2025年9月に日興アセットマネジメントから社名変更したアモーヴァ・アセットマネジメントは、社名変更後初めてとなる投資セミナーを10月21日に開催した。FOREWORDの開催は毎年恒例となっているが、今回は新生アモーヴァのセミナーに相応しく、冒頭でステファニー・ドゥルーズ社長兼CEOから経営戦略の説明、さらにマーク・E・ストックル専務執行役員兼CIOより同社の運用力の強化についての説明があり、続いて、定番となっている同社神山直樹チーフ・ストラテジストによる「グローバル経済・市場の見通しと投資戦略」と題した基調講演が行われた。
後半は同社グローバル株式ポートフォリオ・マネージャー イアン・フルトン氏によるグローバル株式の講演や、最後は同社提携先である仏ティケオー・キャピタル トマ・フリードベルジェ共同CIOによるビデオでのプライベートアセット投資に関する講演があった。

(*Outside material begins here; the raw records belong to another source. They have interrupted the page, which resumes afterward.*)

//! Early stopping on the validation loss

use serde::{Deserialize, Serialize};

use crate::training::config::EarlyStoppingConfig;

/// Outcome of observing one epoch's validation loss
#[derive(Debug, Clone, Copy, PartialEq, Eq, Serialize, Deserialize)]
pub enum StopDecision {
    /// Keep training
    Continue,
    /// Patience exhausted
    Stop,
}

/// Tracks the best validation loss and the epochs elapsed since it.
///
/// A loss improves only if it is strictly below `best - min_delta`; a loss
/// equal to the best counts as non-improving.
#[derive(Debug, Clone)]
pub struct EarlyStopping {
    patience: usize,
    min_delta: f64,
    enabled: bool,
    best_loss: f64,
    best_epoch: Option<usize>,
    counter: usize,
    observed: usize,
}

impl EarlyStopping {
    /// Create a fresh tracker (`best = +inf`, counter 0)
    pub fn new(config: &EarlyStoppingConfig) -> Self {
        Self {
            patience: config.patience,
            min_delta: config.min_delta,
            enabled: config.enabled,
            best_loss: f64::INFINITY,
            best_epoch: None,
            counter: 0,
            observed: 0,
        }
    }

    /// Observe the validation loss of the next epoch
    pub fn observe(&mut self, val_loss: f64) -> StopDecision {
        self.observed += 1;

        if val_loss < self.best_loss - self.min_delta {
            self.best_loss = val_loss;
            self.best_epoch = Some(self.observed);
            self.counter = 0;
        } else {
            self.counter += 1;
        }

        if self.enabled && self.counter >= self.patience {
            StopDecision::Stop
        } else {
            StopDecision::Continue
        }
    }

    /// Best validation loss so far (`+inf` before any observation)
    pub fn best_loss(&self) -> f64 {
        self.best_loss
    }

    /// One-based epoch of the best validation loss
    pub fn best_epoch(&self) -> Option<usize> {
        self.best_epoch
    }

    /// Consecutive non-improving epochs
    pub fn counter(&self) -> usize {
        self.counter
    }

    /// Configured patience
    pub fn patience(&self) -> usize {
        self.patience
    }
}

#[cfg(test)]
mod tests {
    use super::*;
    use proptest::prelude::*;

    fn tracker(patience: usize) -> EarlyStopping {
        EarlyStopping::new(&EarlyStoppingConfig {
            enabled: true,
            patience,
            min_delta: 0.0,
        })
    }

    #[test]
    fn test_equal_loss_is_not_an_improvement() {
        let mut stopping = tracker(3);
        assert_eq!(stopping.observe(1.0), StopDecision::Continue);
        assert_eq!(stopping.observe(1.0), StopDecision::Continue);
        assert_eq!(stopping.counter(), 1);
        assert_eq!(stopping.best_epoch(), Some(1));
    }

    #[test]
    fn test_stops_when_counter_reaches_patience() {
        let mut stopping = tracker(3);
        let decisions: Vec<_> = [1.0, 0.9, 0.95, 0.95, 0.95]
            .into_iter()
            .map(|loss| stopping.observe(loss))
            .collect();
        assert_eq!(
            decisions,
            vec![
                StopDecision::Continue,
                StopDecision::Continue,
                StopDecision::Continue,
                StopDecision::Continue,
                StopDecision::Stop,
            ]
        );
        assert_eq!(stopping.best_loss(), 0.9);
        assert_eq!(stopping.best_epoch(), Some(2));
    }

    #[test]
    fn test_min_delta_requires_margin() {
        let mut stopping = EarlyStopping::new(&EarlyStoppingConfig {
            enabled: true,
            patience: 5,
            min_delta: 0.1,
        });
        stopping.observe(1.0);
        stopping.observe(0.95);
        assert_eq!(stopping.best_loss(), 1.0);
        stopping.observe(0.85);
        assert_eq!(stopping.best_loss(), 0.85);
    }

    #[test]
    fn test_disabled_never_stops_but_tracks_best() {
        let mut stopping = EarlyStopping::new(&EarlyStoppingConfig {
            enabled: false,
            patience: 1,
            min_delta: 0.0,
        });
        for loss in [0.5, 1.0, 1.0, 1.0] {
            assert_eq!(stopping.observe(loss), StopDecision::Continue);
        }
        assert_eq!(stopping.best_loss(), 0.5);
    }

    proptest! {
        #[test]
        fn prop_stops_exactly_patience_epochs_after_best(
            improving in prop::collection::vec(0.0f64..1.0, 1..10),
            patience in 1usize..12,
            plateau_offsets in prop::collection::vec(0.0f64..5.0, 12),
        ) {
            // Strictly decreasing prefix, then losses never below the best
            let mut losses: Vec<f64> = Vec::new();
            let mut level = 100.0;
            for step in &improving {
                level -= 1.0 + step;
                losses.push(level);
            }
            let best_epoch = losses.len();
            losses.extend(plateau_offsets.iter().map(|offset| level + offset));

            let mut stopping = tracker(patience);
            let stop_epoch = losses
                .iter()
                .position(|&loss| stopping.observe(loss) == StopDecision::Stop)
                .map(|i| i + 1);

            prop_assert_eq!(stop_epoch, Some(best_epoch + patience));
            prop_assert_eq!(stopping.best_epoch(), Some(best_epoch));
        }

        #[test]
        fn prop_never_stops_while_improving(
            steps in prop::collection::vec(0.001f64..1.0, 1..50),
            patience in 1usize..5,
        ) {
            let mut stopping = tracker(patience);
            let mut level = 1000.0;
            for step in steps {
                level -= step;
                prop_assert_eq!(stopping.observe(level), StopDecision::Continue);
                prop_assert_eq!(stopping.counter(), 0);
            }
        }
    }
}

当日はDB関係者を主体に約70名が参加、会場は満席に近い状態でセミナーに対する関心の高さをうかがえた。
1「アモーヴァ・アセットの経営戦略」

アモーヴァ・アセットマネジメント 代表取締役社長兼CEO ステファニー・ドゥルーズ氏
社名変更について
私たちは9月1日に社名をアモーヴァ・アセットマネジメントに変更しました。この社名変更は、社員主導で進められました。アモーヴァは当社のエッセンスを体現する造語であり、AM(資産運用)、MOVE(進歩的)、NOVA(イノベーション) が含まれる言葉として、AMOVAにつながりました。社名は変更されましたが、私たちの株主構成、経営陣、そしてお客様へのコミットメントは変わっておりません。
会社概要
私たちは、10地域にわたって25の国籍を持つ約1,000名の従業員を擁しています。また、力強いインハウス運用力を支える220名以上の投資プロフェッショナルがおり、さらに7つのパートナーシップが当社にさらなる能力をもたらしています。
ミッション、プリンシプル、バリュー
私たちのミッション(使命)は、皆様をはじめとするステークホルダーに対して、「先進的な投資ソリューションで明るい未来を共創する」というものです。このミッションを支えるプリンシプル(原則)として、「お客様第一主義」、「真の信頼関係」、「継続的なイノベーション」、そして「意義あるパフォーマンス」の4つを掲げています。従業員レベルのバリュー(行動基準)としては、「誠実な行動」、「協働の推進」、「果敢な挑戦」、そして「卓越の追求」を掲げています。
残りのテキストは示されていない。